Imprisonment is not an inherently cruel, inhuman or degrading punishment. An excessive punishment, however, becomes cruel, inhuman or degrading if its severity or length is greatly or grossly disproportionate to the circumstances of the offender, the nature and gravity of the crime, the culpability of the offender, and the interests of society. The prohibition of cruel, inhuman or degrading punishment in Article 7 of the ICCPR is complemented by the positive requirements of Article 10(1), which stipulates that “all persons deprived of their liberty shall be treated with humanity and with respect for the inherent dignity of the human person”.


For treatment or punishment to be humane, it must be appropriate to age and legal status. The vulnerability and immaturity of juvenile offenders render them more susceptible to cruel, inhuman or degrading punishments, which will in turn have a much more profound impact on the body and mind of a developing child than an adult. See “Just Sentences for Youth: International Human Rights Law” Human Rights Watch supra.


The general principle of the administration of juvenile justice is, therefore, that direct imprisonment should not be imposed on a juvenile who is a first offender unless it is absolutely necessary and appropriate to do so, regard being had to the circumstances of the juvenile offender, the nature and gravity of the offence, the degree of culpability of the offender, and the interests of society.


FINES


Imposing a fine on a juvenile offender is generally not an appropriate sentence, unless he or she is earning a salary. Few juvenile offenders earn a salary and fines would generally be paid by parents or legal guardians of the child. Consequently, it is not the juvenile offender being punished but his or her parents or legal guardian. Furthermore, where a fine is set with an alternative of imprisonment, the concern is that poverty could cause a child to be imprisoned. See Skelton A “The Major Sources of Children’s Legal Rights” Children and the Law (1988) 146-158 http://www.ihr.org.za.


The court may permit the juvenile offender, as an alternative to paying the fine, to render such community service as may be specified by it in terms of ss 247(1)(b) and 350A(3) of the Act.


COMMUNITY SERVICE


In terms of s 350A of the Act, a court which convicted a juvenile offender of any offence may, instead of sentencing him or her to imprisonment or a fine, make a community service order requiring him or her to render service for the benefit of the community or any section of the community for such number of hours as shall be specified in the order.


The court may sentence the juvenile offender to a fine or imprisonment as an alternative punishment if he or she fails to render the service specified in the order. Subject to such conditions and requirements as may be prescribed, an offender in respect of whom a community service order is in force is obliged to render the service specified in the order for the number of hours specified therein. Unless revoked, a community service order remains in force until the offender has rendered the number of hours of service specified. Where there has been failure to comply with any requirement of a community service order, the court may amend or extend the order in such a manner as the court thinks will best ensure that the offender renders the service specified in the order.

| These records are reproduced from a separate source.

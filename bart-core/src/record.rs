use crate::trial::{TrialOutcome, TrialRecord};
use serde::{Deserialize, Serialize};

/// Trials of one block, in presentation order.
#[derive(Debug, Clone, PartialEq, Serialize, Deserialize)]
pub struct BlockRecord {
    pub block_index: usize,
    pub block_id: String,
    /// Seed of the block RNG that ordered conditions and drew explosion points.
    pub seed: u64,
    pub trials: Vec<TrialRecord>,
    pub block_score: f64,
    /// False when the block was cut short by a device failure or an abort.
    pub complete: bool,
}

impl BlockRecord {
    pub fn new(block_index: usize, seed: u64) -> Self {
        Self {
            block_index,
            block_id: format!("block_{block_index}"),
            seed,
            trials: Vec::new(),
            block_score: 0.0,
            complete: false,
        }
    }

    pub fn push(&mut self, trial: TrialRecord) {
        self.block_score += trial.score;
        self.trials.push(trial);
    }

    pub fn seal(mut self) -> Self {
        self.complete = true;
        self
    }
}

#[derive(Debug, Clone, PartialEq, Serialize, Deserialize)]
#[serde(tag = "state", rename_all = "snake_case")]
pub enum SessionStatus {
    Running,
    Completed,
    Aborted,
    DeviceFailure { message: String },
}

#[derive(Debug, Clone, PartialEq, Serialize, Deserialize)]
pub struct SessionRecord {
    pub subject_id: Option<String>,
    pub seed: u64,
    pub blocks: Vec<BlockRecord>,
    pub cumulative_score: f64,
    pub status: SessionStatus,
}

impl SessionRecord {
    pub fn new(subject_id: Option<String>, seed: u64) -> Self {
        Self {
            subject_id,
            seed,
            blocks: Vec::new(),
            cumulative_score: 0.0,
            status: SessionStatus::Running,
        }
    }

    /// Folds a block in and returns the running total.
    pub fn push_block(&mut self, block: BlockRecord) -> f64 {
        self.cumulative_score += block.block_score;
        self.blocks.push(block);
        self.cumulative_score
    }

    pub fn seal(&mut self, status: SessionStatus) {
        self.status = status;
    }

    pub fn is_sealed(&self) -> bool {
        self.status != SessionStatus::Running
    }

    pub fn trials(&self) -> impl Iterator<Item = &TrialRecord> {
        self.blocks.iter().flat_map(|b| b.trials.iter())
    }

    pub fn summary(&self) -> SessionSummary {
        let mut summary = SessionSummary::default();
        let mut cashed_pumps = 0u64;
        for trial in self.trials() {
            summary.trials += 1;
            match trial.outcome {
                TrialOutcome::Popped => summary.popped += 1,
                TrialOutcome::CashedOut => {
                    summary.cashed_out += 1;
                    cashed_pumps += u64::from(trial.pump_count);
                }
                TrialOutcome::TimedOut => summary.timed_out += 1,
            }
        }
        // Adjusted BART score: mean pumps over balloons that did not pop.
        summary.adjusted_mean_pumps = (summary.cashed_out > 0)
            .then(|| cashed_pumps as f64 / summary.cashed_out as f64);
        summary.total_score = self.cumulative_score;
        summary
    }
}

#[derive(Debug, Clone, Default, PartialEq, Serialize, Deserialize)]
pub struct SessionSummary {
    pub trials: usize,
    pub popped: usize,
    pub cashed_out: usize,
    pub timed_out: usize,
    pub adjusted_mean_pumps: Option<f64>,
    pub total_score: f64,
}

#[cfg(test)]
mod tests {
    use super::*;

    fn trial(outcome: TrialOutcome, pump_count: u32, score: f64) -> TrialRecord {
        TrialRecord {
            trial_id: 0,
            block_index: 0,
            condition: "blue".into(),
            explosion_point: 6,
            pump_count,
            outcome,
            score,
            events: Vec::new(),
        }
    }

    #[test]
    fn block_score_tracks_pushed_trials() {
        let mut block = BlockRecord::new(2, 99);
        assert_eq!(block.block_id, "block_2");
        block.push(trial(TrialOutcome::CashedOut, 3, 20.0));
        block.push(trial(TrialOutcome::Popped, 6, 0.0));
        block.push(trial(TrialOutcome::CashedOut, 1, 10.0));
        assert_eq!(block.block_score, 30.0);
        assert!(!block.complete);
        assert!(block.seal().complete);
    }

    #[test]
    fn session_accumulates_and_summarizes() {
        let mut session = SessionRecord::new(Some("s01".into()), 7);
        let mut first = BlockRecord::new(0, 1);
        first.push(trial(TrialOutcome::CashedOut, 2, 15.0));
        first.push(trial(TrialOutcome::TimedOut, 0, 0.0));
        let mut second = BlockRecord::new(1, 2);
        second.push(trial(TrialOutcome::CashedOut, 4, 25.0));
        second.push(trial(TrialOutcome::Popped, 6, 0.0));

        assert_eq!(session.push_block(first.seal()), 15.0);
        assert_eq!(session.push_block(second.seal()), 40.0);
        assert!(!session.is_sealed());
        session.seal(SessionStatus::Completed);
        assert!(session.is_sealed());

        let summary = session.summary();
        assert_eq!(summary.trials, 4);
        assert_eq!(summary.popped, 1);
        assert_eq!(summary.cashed_out, 2);
        assert_eq!(summary.timed_out, 1);
        assert_eq!(summary.adjusted_mean_pumps, Some(3.0));
        assert_eq!(summary.total_score, 40.0);
    }

    #[test]
    fn summary_of_empty_session() {
        let summary = SessionRecord::new(None, 0).summary();
        assert_eq!(summary.trials, 0);
        assert_eq!(summary.adjusted_mean_pumps, None);
    }
}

The importance of a sentence entailing community service cannot be over-emphasised, especially with regard to juvenile offenders. The advantages of a community service order have been neatly encapsulated in an article by Francis Howes in 1984 SACC 131, titled “Community Service as Community Orientated Punishment”, cited with approval in the case of S v Sikunyana 1994 (1) SACR 206 (Tk) at 208h-209c. In the article, Howes states as follows:

“A system of community service has, inter alia, the following advantages:



(i) Community service is a viable alternative, especially to short-term imprisonment. It can alleviate not only the overcrowding in prisons in this category, but can eliminate the detrimental effects that imprisonment can have on certain offenders.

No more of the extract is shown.